● DATA RECORDS
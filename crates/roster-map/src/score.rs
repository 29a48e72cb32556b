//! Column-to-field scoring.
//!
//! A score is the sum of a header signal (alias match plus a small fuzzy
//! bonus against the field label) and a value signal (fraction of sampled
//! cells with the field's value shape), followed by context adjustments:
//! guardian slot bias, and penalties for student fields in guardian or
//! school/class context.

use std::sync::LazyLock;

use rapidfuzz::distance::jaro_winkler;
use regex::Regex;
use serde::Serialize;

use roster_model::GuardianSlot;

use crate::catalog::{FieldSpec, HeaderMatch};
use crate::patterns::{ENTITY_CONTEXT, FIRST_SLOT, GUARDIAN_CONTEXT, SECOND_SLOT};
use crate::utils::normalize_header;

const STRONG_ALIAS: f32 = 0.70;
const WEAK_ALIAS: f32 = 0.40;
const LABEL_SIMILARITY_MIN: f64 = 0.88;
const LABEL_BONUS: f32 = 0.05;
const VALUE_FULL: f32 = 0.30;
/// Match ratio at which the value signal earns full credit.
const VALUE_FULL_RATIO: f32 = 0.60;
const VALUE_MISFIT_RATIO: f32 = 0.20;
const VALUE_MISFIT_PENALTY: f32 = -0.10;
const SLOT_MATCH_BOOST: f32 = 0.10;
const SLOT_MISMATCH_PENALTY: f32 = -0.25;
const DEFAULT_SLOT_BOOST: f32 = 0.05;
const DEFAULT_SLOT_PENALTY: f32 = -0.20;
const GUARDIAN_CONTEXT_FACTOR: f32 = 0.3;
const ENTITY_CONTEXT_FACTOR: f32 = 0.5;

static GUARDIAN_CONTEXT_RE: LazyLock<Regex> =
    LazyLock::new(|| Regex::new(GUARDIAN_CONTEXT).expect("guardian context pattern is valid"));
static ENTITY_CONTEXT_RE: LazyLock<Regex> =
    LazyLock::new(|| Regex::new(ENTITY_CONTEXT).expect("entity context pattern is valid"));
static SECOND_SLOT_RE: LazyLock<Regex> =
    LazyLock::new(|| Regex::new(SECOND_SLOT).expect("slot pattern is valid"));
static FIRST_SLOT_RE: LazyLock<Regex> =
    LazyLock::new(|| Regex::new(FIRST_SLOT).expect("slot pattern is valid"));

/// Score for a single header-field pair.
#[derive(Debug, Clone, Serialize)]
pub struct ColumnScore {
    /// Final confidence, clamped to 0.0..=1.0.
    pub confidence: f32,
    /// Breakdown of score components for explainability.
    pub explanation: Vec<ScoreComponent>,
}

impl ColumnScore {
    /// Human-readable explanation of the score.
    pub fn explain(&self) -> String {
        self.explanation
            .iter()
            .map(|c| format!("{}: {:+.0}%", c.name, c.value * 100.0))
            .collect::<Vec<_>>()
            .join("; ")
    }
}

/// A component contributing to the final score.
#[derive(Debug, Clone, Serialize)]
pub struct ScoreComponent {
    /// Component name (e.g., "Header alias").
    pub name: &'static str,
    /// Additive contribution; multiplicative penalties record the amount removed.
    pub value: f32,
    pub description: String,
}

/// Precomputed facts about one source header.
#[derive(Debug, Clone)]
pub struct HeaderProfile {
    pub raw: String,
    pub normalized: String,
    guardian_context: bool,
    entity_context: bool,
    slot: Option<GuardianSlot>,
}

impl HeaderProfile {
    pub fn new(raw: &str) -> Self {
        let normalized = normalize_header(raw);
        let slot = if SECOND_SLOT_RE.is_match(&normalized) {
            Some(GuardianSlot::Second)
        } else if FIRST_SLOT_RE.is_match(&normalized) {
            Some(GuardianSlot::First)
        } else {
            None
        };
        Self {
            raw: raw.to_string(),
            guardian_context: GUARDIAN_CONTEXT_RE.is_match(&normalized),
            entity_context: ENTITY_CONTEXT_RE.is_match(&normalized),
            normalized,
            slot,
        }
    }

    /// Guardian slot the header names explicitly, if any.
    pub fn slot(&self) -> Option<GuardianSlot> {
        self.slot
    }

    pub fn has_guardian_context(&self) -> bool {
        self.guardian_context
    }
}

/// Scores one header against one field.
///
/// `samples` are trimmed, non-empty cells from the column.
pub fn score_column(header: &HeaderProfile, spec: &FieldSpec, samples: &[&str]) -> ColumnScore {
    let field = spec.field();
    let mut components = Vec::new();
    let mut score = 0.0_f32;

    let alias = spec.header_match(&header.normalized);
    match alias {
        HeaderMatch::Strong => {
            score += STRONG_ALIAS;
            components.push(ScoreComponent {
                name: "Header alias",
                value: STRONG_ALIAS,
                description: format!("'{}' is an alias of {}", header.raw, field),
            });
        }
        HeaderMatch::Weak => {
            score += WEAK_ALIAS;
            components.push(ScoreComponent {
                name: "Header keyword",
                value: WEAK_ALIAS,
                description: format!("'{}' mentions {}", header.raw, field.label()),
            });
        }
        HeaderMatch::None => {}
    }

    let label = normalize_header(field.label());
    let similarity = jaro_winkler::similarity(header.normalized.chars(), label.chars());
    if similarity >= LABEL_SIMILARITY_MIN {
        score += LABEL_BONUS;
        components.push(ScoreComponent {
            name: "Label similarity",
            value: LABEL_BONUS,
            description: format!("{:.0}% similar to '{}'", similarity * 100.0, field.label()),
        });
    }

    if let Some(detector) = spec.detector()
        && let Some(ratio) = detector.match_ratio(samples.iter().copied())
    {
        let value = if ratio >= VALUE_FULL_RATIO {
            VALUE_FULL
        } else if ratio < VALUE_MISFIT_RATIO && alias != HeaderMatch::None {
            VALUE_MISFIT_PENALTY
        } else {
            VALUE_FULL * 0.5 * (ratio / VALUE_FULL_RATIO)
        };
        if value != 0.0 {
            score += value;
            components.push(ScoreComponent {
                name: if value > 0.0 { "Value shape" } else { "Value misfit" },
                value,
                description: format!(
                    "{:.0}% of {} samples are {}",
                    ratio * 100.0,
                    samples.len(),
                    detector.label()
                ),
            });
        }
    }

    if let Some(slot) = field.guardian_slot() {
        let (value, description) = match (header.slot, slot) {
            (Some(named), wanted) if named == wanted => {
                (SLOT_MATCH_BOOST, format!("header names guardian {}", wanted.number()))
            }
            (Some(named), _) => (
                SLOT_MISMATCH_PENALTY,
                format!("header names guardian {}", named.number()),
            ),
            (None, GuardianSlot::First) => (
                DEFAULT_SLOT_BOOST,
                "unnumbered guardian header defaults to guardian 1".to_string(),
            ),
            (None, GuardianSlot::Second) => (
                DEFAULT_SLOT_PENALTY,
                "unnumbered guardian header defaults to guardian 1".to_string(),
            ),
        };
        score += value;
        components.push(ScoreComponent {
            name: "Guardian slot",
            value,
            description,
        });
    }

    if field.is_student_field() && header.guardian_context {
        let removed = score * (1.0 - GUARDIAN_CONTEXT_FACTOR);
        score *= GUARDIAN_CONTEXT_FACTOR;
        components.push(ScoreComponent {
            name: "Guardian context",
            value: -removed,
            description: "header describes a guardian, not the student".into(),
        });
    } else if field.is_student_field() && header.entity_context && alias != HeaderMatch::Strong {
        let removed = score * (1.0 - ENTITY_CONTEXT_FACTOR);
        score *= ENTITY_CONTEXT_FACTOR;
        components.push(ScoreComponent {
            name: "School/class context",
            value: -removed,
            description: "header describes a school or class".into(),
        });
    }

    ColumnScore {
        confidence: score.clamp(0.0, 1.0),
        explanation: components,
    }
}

● TASK STATEMENT
Lines with the word "ColumnScore": how many are there in the material? Answer with the number alone.

● PROBLEM SOLUTION
4